## TO DO
Check each line of the entries. Copy the ones that contain the string "paths".

[Stored entries]
-- Opening Marker --
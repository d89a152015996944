//! Periodic sampling of values that cannot be intercepted.

use super::PollingConfig;
use crate::listeners::Subscription;
use crate::path::path_key;
use crate::types::{ActiveInfo, RootId, Token};
use crate::value::Value;
use crossbeam_channel::{bounded, select, Receiver, Sender};
use parking_lot::Mutex;
use std::collections::{BTreeMap, BTreeSet, HashMap};
use std::sync::{Arc, Weak};
use std::thread::{self, JoinHandle};
use std::time::Duration;
use tracing::{debug, error, trace};

/// Reads the current value of a sampled location.
pub type Accessor = Arc<dyn Fn() -> Value + Send + Sync>;

struct Sample {
    subscription: Subscription,
    accessor: Accessor,
    last: Value,
}

#[derive(Default)]
struct SamplerState {
    /// Ordered by token, which is registration order.
    samples: BTreeMap<Token, Sample>,
    /// rootId → path key → tokens, mirroring the listener pools.
    index: HashMap<RootId, HashMap<String, BTreeSet<Token>>>,
}

struct SamplerShared {
    config: PollingConfig,
    state: Mutex<SamplerState>,
    /// Held for the duration of a tick.
    tick_guard: Mutex<()>,
}

impl SamplerShared {
    fn tick(&self) -> Option<usize> {
        let _guard = self.tick_guard.try_lock()?;
        let tokens: Vec<Token> = self.state.lock().samples.keys().copied().collect();

        let mut published = 0;
        for token in tokens {
            // Removed earlier in this tick: skip.
            let (accessor, last) = {
                let state = self.state.lock();
                match state.samples.get(&token) {
                    Some(sample) => (Arc::clone(&sample.accessor), sample.last.clone()),
                    None => continue,
                }
            };

            let current = accessor();
            if self.config.equality.equal(&last, &current) {
                continue;
            }

            let subscription = {
                let mut state = self.state.lock();
                match state.samples.get_mut(&token) {
                    Some(sample) => {
                        sample.last = self.config.equality.snapshot(&current);
                        sample.subscription.clone()
                    }
                    None => continue,
                }
            };

            trace!(token = ?token, path = %subscription.output_path, "sampled change");
            subscription.deliver(&ActiveInfo::for_root(&subscription.root), &current, None);
            published += 1;
        }
        Some(published)
    }
}

struct Worker {
    stop: Sender<()>,
    handle: JoinHandle<()>,
}

fn run(shared: Weak<SamplerShared>, period: Duration, stop: Receiver<()>) {
    let ticker = crossbeam_channel::tick(period);
    loop {
        select! {
            recv(stop) -> _ => break,
            recv(ticker) -> _ => match shared.upgrade() {
                Some(shared) => {
                    shared.tick();
                }
                None => break,
            },
        }
    }
}

/// Re-reads registered accessors at a fixed rate and publishes changes.
///
/// Ticks never overlap. With `background` enabled a timer thread runs while
/// at least one sample is registered; [`Sampler::tick`] can always be called
/// directly.
pub struct Sampler {
    shared: Arc<SamplerShared>,
    worker: Mutex<Option<Worker>>,
}

impl Sampler {
    pub fn new(config: PollingConfig) -> Self {
        Self {
            shared: Arc::new(SamplerShared {
                config,
                state: Mutex::new(SamplerState::default()),
                tick_guard: Mutex::new(()),
            }),
            worker: Mutex::new(None),
        }
    }

    pub fn config(&self) -> &PollingConfig {
        &self.shared.config
    }

    /// Start sampling `accessor` for `subscription`. The first read becomes
    /// the baseline; it is not published.
    pub fn add(&self, subscription: Subscription, accessor: Accessor) -> Token {
        let token = subscription.token;
        let last = self.shared.config.equality.snapshot(&accessor());
        let key = path_key(&subscription.path);
        {
            let mut state = self.shared.state.lock();
            state
                .index
                .entry(subscription.root.clone())
                .or_default()
                .entry(key)
                .or_default()
                .insert(token);
            state.samples.insert(
                token,
                Sample {
                    subscription,
                    accessor,
                    last,
                },
            );
        }

        if self.shared.config.background {
            self.start();
        }
        token
    }

    /// Stop sampling `token`. False if it was not registered.
    pub fn remove(&self, token: Token) -> bool {
        let now_empty = {
            let mut state = self.shared.state.lock();
            let Some(sample) = state.samples.remove(&token) else {
                return false;
            };
            let root = &sample.subscription.root;
            let key = path_key(&sample.subscription.path);
            if let Some(paths) = state.index.get_mut(root) {
                if let Some(tokens) = paths.get_mut(&key) {
                    tokens.remove(&token);
                    if tokens.is_empty() {
                        paths.remove(&key);
                    }
                }
                if paths.is_empty() {
                    state.index.remove(root);
                }
            }
            state.samples.is_empty()
        };

        if now_empty {
            self.stop();
        }
        true
    }

    pub fn contains(&self, token: Token) -> bool {
        self.shared.state.lock().samples.contains_key(&token)
    }

    /// Tokens sampled for `(root, key)`.
    pub(crate) fn tokens_on(&self, root: &RootId, key: &str) -> Vec<Token> {
        self.shared
            .state
            .lock()
            .index
            .get(root)
            .and_then(|paths| paths.get(key))
            .map(|tokens| tokens.iter().copied().collect())
            .unwrap_or_default()
    }

    pub fn len(&self) -> usize {
        self.shared.state.lock().samples.len()
    }

    pub fn is_empty(&self) -> bool {
        self.len() == 0
    }

    /// Sample everything once. Returns the number of changes published, or
    /// `None` if another tick was already running.
    pub fn tick(&self) -> Option<usize> {
        self.shared.tick()
    }

    pub fn is_running(&self) -> bool {
        self.worker.lock().is_some()
    }

    fn start(&self) {
        let mut worker = self.worker.lock();
        if worker.is_some() {
            return;
        }

        let (stop_tx, stop_rx) = bounded::<()>(1);
        let shared = Arc::downgrade(&self.shared);
        let period = self.shared.config.period();
        let spawned = thread::Builder::new()
            .name("graphwatch-sampler".to_string())
            .spawn(move || run(shared, period, stop_rx));

        match spawned {
            Ok(handle) => {
                debug!(?period, "sampler started");
                *worker = Some(Worker {
                    stop: stop_tx,
                    handle,
                });
            }
            Err(e) => error!(error = %e, "failed to start sampler thread"),
        }
    }

    /// Stop the timer thread, if running. Registered samples are kept.
    pub fn stop(&self) {
        let Some(worker) = self.worker.lock().take() else {
            return;
        };
        let _ = worker.stop.try_send(());
        // Stopping from inside a sampled callback must not join itself.
        if worker.handle.thread().id() != thread::current().id() {
            let _ = worker.handle.join();
        }
        debug!("sampler stopped");
    }
}

impl Drop for Sampler {
    fn drop(&mut self) {
        self.stop();
    }
}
-- Closing Marker --
## EXPECTED OUTPUT
            if let Some(paths) = state.index.get_mut(root) {
                if let Some(tokens) = paths.get_mut(&key) {
                        paths.remove(&key);
                if paths.is_empty() {
            .and_then(|paths| paths.get(key))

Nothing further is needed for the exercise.